Based on record review and interview the hospital failed to ensure the Director of Social Services monitor and evaluate the quality and appropriateness of social services furnished in the hospital resulting in the hospital's failure to document individual therapy sessions, document family sessions, indicate individualized short term patient goals, indicate individualized long term patient goals, indicate treatment modalities utilized for Patient Treatment Planning, or identify the responsible staff for carrying out treatment interventions. Findings:

Review of medical records for Patients #1, #2, #3, #4, #5, and #7 revealed no documented evidence of attempts to include family/support system in Treatment Planning, identify alternative treatment interventions for patients not attending group therapy sessions (Recreational and Psychosocial), Short Term Goals, Long Term Goals, Treatment Modalities, or to identify responsible staff for implementing treatment interventions in the Master Treatment Plan (Cross reference findings cited at B121, B122, B123, B125, and B131).

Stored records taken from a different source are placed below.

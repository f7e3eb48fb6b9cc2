//! Application configuration
//!
//! Configuration is loaded from multiple sources with the following priority (lowest to highest):
//! 1. `config/default.toml` (version controlled)
//! 2. `config/user.toml` (gitignored, user overrides)
//! 3. Environment variables (`RAYCORE_SECTION__KEY`)

use figment::{Figment, providers::{Format, Toml, Env}};
use serde::{Serialize, Deserialize};
use std::path::Path;

/// Main application configuration
#[derive(Debug, Clone, Default, Serialize, Deserialize)]
pub struct AppConfig {
    /// Probe rays and sample parameters
    #[serde(default)]
    pub probe: ProbeConfig,
    /// Debug configuration
    #[serde(default)]
    pub debug: DebugConfig,
}

impl AppConfig {
    /// Load configuration from default locations
    ///
    /// Priority (lowest to highest):
    /// 1. `config/default.toml`
    /// 2. `config/user.toml`
    /// 3. Environment variables (`RAYCORE_*`)
    pub fn load() -> Result<Self, ConfigError> {
        Self::load_from("config")
    }

    /// Load configuration from a specific config directory
    pub fn load_from<P: AsRef<Path>>(config_dir: P) -> Result<Self, ConfigError> {
        let config_dir = config_dir.as_ref();
        let default_path = config_dir.join("default.toml");
        let user_path = config_dir.join("user.toml");

        let mut figment = Figment::new();

        if default_path.exists() {
            figment = figment.merge(Toml::file(&default_path));
        }

        if user_path.exists() {
            figment = figment.merge(Toml::file(&user_path));
        }

        // RAYCORE_DEBUG__LOG_LEVEL=debug -> debug.log_level = "debug"
        figment = figment.merge(Env::prefixed("RAYCORE_").split("__"));

        figment.extract().map_err(ConfigError::from)
    }
}

/// A single probe ray, as plain component arrays
#[derive(Debug, Clone, Copy, PartialEq, Serialize, Deserialize)]
pub struct ProbeRayConfig {
    /// Ray origin [x, y, z]
    pub origin: [f64; 3],
    /// Ray direction [x, y, z], need not be unit length
    pub direction: [f64; 3],
}

/// Probe configuration
#[derive(Debug, Clone, Serialize, Deserialize)]
pub struct ProbeConfig {
    /// Ray parameters at which every ray is evaluated
    pub samples: Vec<f64>,
    /// Rays to evaluate
    pub rays: Vec<ProbeRayConfig>,
}

impl Default for ProbeConfig {
    fn default() -> Self {
        Self {
            samples: vec![0.0, 1.0],
            rays: vec![ProbeRayConfig {
                origin: [0.0, 0.0, 0.0],
                direction: [0.0, 0.0, 1.0],
            }],
        }
    }
}

/// Debug configuration
#[derive(Debug, Clone, Serialize, Deserialize)]
pub struct DebugConfig {
    /// Log level (error, warn, info, debug, trace)
    pub log_level: String,
}

impl Default for DebugConfig {
    fn default() -> Self {
        Self {
            log_level: "info".to_string(),
        }
    }
}

/// Configuration error
#[derive(Debug)]
pub struct ConfigError {
    message: String,
}

impl From<figment::Error> for ConfigError {
    fn from(e: figment::Error) -> Self {
        ConfigError {
            message: e.to_string(),
        }
    }
}

impl std::fmt::Display for ConfigError {
    fn fmt(&self, f: &mut std::fmt::Formatter<'_>) -> std::fmt::Result {
        write!(f, "Configuration error: {}", self.message)
    }
}

impl std::error::Error for ConfigError {}

#[cfg(test)]
mod tests {
    use super::*;

    #[test]
    fn test_default_config() {
        let config = AppConfig::default();
        assert_eq!(config.probe.rays.len(), 1);
        assert_eq!(config.probe.samples, vec![0.0, 1.0]);
        assert_eq!(config.debug.log_level, "info");
    }

    #[test]
    fn test_config_serialization() {
        let config = AppConfig::default();
        let toml = toml::to_string(&config).unwrap();
        assert!(toml.contains("samples"));
        assert!(toml.contains("log_level"));
    }

    #[test]
    fn test_load_from_missing_dir_uses_defaults() {
        let config = AppConfig::load_from("does/not/exist").unwrap();
        assert_eq!(config.probe.rays.len(), 1);
    }
}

During a face to face interview on 8/25/2010 at 2:45 p.m., Licensed Certified Social Worker S10 indicated he was the person designated as Social Services Director for the hospital; however, he provided no direct supervision. S10 further indicated his primary function at the hospital was to attend monthly meetings where he provided In-service Education. S10 indicated he would be available to answer questions from Licensed Practical Counselors as needed. S10 indicated he had not been aware that the facility had changed forms and did not know the new Treatment Plans failed to contain short or long term goals, treatment modalities, or list staff responsible for implementing interventions. S10 further indicated he had not been aware that social services staff were no documenting individual or family sessions or that disclosure of information had not been formalized with consents for cognitively intact patients.